Instructions for the task:
For each line in the data below that has the word "insert", copy that line.

Collected data:
○ ○ ○ ○ ○
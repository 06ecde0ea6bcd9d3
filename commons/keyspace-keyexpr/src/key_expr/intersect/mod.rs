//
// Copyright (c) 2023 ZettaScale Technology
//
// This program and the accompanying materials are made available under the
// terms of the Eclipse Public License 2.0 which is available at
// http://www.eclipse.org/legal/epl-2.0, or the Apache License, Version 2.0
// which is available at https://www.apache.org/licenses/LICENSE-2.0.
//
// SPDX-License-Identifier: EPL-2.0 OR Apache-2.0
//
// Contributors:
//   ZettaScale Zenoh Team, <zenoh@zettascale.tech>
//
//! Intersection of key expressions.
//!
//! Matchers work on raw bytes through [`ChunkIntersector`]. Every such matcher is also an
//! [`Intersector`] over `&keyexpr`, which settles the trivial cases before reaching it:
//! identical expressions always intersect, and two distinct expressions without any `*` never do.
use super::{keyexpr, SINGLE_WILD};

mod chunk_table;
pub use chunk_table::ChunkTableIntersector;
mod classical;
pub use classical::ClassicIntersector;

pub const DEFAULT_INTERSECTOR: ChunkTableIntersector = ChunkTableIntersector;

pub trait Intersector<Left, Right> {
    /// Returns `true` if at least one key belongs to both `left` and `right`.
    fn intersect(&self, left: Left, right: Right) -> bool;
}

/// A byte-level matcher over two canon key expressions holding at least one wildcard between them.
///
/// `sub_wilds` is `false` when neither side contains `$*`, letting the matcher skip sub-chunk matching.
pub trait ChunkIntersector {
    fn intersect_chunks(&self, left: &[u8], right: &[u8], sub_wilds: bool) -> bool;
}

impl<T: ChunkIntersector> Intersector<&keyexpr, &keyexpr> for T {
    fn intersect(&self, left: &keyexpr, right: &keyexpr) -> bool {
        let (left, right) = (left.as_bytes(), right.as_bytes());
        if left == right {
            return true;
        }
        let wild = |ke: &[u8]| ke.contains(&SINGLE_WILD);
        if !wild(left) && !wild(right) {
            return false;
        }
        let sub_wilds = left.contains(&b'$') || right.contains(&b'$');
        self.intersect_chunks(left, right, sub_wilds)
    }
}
○ ○ ○ ○ ○
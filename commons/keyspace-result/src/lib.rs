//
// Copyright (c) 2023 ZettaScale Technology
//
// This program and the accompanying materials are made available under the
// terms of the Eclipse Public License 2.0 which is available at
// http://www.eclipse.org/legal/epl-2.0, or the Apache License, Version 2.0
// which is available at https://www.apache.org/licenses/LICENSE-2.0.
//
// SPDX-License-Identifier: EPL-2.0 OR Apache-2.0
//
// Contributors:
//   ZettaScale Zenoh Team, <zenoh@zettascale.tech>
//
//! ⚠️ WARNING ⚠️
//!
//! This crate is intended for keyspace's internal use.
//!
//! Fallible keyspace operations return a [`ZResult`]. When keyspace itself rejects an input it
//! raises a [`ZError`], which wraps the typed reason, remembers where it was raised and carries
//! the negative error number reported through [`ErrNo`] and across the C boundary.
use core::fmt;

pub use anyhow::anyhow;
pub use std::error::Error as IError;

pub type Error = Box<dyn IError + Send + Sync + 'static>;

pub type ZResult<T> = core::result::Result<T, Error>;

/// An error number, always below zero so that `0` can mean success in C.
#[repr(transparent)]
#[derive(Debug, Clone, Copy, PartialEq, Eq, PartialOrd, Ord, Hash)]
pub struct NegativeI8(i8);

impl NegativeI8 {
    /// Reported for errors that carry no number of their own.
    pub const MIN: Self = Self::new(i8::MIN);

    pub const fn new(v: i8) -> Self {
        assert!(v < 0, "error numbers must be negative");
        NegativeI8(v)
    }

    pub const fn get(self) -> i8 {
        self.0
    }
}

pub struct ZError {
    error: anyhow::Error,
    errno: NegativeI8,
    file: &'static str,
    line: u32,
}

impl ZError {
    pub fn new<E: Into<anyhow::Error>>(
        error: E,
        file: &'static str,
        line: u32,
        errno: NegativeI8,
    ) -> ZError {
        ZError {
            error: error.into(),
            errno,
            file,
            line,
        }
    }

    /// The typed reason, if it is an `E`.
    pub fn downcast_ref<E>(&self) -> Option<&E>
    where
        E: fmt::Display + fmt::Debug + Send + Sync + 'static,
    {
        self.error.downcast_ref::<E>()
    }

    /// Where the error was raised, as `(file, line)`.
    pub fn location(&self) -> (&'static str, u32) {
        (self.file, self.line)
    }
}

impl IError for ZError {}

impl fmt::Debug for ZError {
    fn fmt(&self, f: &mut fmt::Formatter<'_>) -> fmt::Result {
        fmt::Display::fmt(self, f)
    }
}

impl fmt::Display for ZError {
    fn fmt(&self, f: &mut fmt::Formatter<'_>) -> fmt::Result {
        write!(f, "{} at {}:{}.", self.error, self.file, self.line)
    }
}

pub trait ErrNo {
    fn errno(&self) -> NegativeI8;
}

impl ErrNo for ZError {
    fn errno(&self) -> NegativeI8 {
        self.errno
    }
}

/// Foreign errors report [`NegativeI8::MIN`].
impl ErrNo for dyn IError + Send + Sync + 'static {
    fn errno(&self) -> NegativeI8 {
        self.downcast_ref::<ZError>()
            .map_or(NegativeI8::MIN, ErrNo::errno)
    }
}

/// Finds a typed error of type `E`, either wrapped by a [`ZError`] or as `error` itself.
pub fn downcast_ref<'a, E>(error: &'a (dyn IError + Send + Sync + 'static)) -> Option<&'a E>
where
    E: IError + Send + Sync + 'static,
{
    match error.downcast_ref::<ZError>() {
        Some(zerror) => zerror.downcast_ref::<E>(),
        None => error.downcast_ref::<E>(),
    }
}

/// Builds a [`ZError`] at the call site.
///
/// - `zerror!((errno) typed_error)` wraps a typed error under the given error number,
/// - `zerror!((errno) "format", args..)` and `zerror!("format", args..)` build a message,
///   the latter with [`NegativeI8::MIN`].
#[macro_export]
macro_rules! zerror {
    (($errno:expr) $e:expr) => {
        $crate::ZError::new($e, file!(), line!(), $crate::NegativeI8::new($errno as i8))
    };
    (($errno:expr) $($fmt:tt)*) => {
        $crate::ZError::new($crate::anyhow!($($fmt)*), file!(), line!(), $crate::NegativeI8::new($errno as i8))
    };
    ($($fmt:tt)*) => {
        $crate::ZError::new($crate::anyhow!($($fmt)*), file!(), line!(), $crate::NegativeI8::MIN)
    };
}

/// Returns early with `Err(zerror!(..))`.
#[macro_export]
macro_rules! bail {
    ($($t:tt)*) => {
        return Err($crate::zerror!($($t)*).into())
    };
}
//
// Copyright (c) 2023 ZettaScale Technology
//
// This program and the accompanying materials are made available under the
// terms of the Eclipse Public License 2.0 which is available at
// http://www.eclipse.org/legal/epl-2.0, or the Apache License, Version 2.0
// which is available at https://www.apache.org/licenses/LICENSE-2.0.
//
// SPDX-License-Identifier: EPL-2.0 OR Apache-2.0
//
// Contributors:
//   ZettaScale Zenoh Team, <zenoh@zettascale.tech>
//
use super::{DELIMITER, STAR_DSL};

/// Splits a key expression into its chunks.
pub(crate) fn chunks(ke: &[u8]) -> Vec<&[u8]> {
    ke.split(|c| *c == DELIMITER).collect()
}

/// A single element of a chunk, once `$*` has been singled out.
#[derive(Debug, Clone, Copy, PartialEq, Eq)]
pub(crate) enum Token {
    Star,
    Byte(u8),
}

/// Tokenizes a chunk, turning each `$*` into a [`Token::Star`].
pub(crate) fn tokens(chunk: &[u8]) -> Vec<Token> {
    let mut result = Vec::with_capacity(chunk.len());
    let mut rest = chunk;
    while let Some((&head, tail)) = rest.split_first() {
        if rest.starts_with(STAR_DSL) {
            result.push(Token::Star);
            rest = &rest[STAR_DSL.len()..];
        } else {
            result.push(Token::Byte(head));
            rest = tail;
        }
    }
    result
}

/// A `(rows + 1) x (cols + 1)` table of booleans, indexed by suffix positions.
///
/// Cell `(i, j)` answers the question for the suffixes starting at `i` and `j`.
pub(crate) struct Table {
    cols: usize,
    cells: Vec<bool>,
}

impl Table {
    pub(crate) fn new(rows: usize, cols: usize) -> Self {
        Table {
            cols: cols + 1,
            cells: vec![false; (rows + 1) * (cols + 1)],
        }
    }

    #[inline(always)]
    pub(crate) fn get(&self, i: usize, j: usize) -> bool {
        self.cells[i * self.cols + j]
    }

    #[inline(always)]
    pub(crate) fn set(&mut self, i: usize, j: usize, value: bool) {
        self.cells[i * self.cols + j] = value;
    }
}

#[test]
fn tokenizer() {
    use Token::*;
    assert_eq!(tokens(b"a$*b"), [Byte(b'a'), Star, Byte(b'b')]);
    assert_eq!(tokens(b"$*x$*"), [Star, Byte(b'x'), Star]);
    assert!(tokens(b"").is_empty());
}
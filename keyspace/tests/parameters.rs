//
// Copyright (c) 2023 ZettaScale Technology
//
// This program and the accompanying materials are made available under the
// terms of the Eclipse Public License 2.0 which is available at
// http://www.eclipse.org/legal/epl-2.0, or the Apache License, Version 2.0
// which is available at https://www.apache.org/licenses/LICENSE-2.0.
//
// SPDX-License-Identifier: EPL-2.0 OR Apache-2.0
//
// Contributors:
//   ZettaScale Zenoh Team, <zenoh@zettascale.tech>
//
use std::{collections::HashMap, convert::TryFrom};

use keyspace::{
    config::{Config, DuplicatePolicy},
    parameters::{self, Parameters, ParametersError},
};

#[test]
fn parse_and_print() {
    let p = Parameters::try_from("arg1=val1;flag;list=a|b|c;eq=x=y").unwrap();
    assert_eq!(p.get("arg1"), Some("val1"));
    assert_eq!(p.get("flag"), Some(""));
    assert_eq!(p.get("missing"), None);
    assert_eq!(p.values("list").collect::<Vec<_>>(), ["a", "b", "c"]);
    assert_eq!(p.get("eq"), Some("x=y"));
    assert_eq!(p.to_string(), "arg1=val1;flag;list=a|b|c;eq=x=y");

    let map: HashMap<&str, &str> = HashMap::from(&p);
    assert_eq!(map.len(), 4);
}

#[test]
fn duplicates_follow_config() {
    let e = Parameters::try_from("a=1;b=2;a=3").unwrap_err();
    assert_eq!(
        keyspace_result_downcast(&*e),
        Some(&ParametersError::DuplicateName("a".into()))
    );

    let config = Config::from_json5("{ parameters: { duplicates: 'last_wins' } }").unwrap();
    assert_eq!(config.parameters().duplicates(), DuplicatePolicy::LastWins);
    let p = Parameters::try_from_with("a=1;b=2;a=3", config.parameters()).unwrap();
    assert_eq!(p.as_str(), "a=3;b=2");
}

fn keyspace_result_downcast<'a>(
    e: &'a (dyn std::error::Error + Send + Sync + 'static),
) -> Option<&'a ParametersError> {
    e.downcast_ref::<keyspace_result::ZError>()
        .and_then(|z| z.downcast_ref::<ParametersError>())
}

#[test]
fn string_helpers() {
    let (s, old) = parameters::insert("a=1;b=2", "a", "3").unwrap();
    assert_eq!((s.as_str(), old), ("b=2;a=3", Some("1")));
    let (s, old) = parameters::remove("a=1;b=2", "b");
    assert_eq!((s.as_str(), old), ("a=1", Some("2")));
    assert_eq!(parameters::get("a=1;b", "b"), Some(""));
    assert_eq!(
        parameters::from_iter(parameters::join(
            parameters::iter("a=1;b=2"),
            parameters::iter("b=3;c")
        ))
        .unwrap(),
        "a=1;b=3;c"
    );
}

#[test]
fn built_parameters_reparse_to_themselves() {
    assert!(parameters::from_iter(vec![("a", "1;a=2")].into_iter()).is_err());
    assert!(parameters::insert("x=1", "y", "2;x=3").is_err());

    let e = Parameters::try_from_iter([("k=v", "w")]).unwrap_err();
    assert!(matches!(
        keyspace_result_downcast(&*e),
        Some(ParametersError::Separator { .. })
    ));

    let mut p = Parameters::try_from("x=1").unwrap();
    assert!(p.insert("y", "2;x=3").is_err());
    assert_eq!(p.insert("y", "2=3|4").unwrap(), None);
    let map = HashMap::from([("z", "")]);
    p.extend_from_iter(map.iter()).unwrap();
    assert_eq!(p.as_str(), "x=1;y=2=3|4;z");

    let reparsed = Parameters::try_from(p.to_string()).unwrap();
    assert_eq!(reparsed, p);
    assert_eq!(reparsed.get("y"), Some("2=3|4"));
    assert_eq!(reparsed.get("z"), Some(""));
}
○ ○ ○ ○ ○
Answer to the problem:
    let (s, old) = parameters::insert("a=1;b=2", "a", "3").unwrap();
    assert!(parameters::insert("x=1", "y", "2;x=3").is_err());
    assert!(p.insert("y", "2;x=3").is_err());
    assert_eq!(p.insert("y", "2=3|4").unwrap(), None);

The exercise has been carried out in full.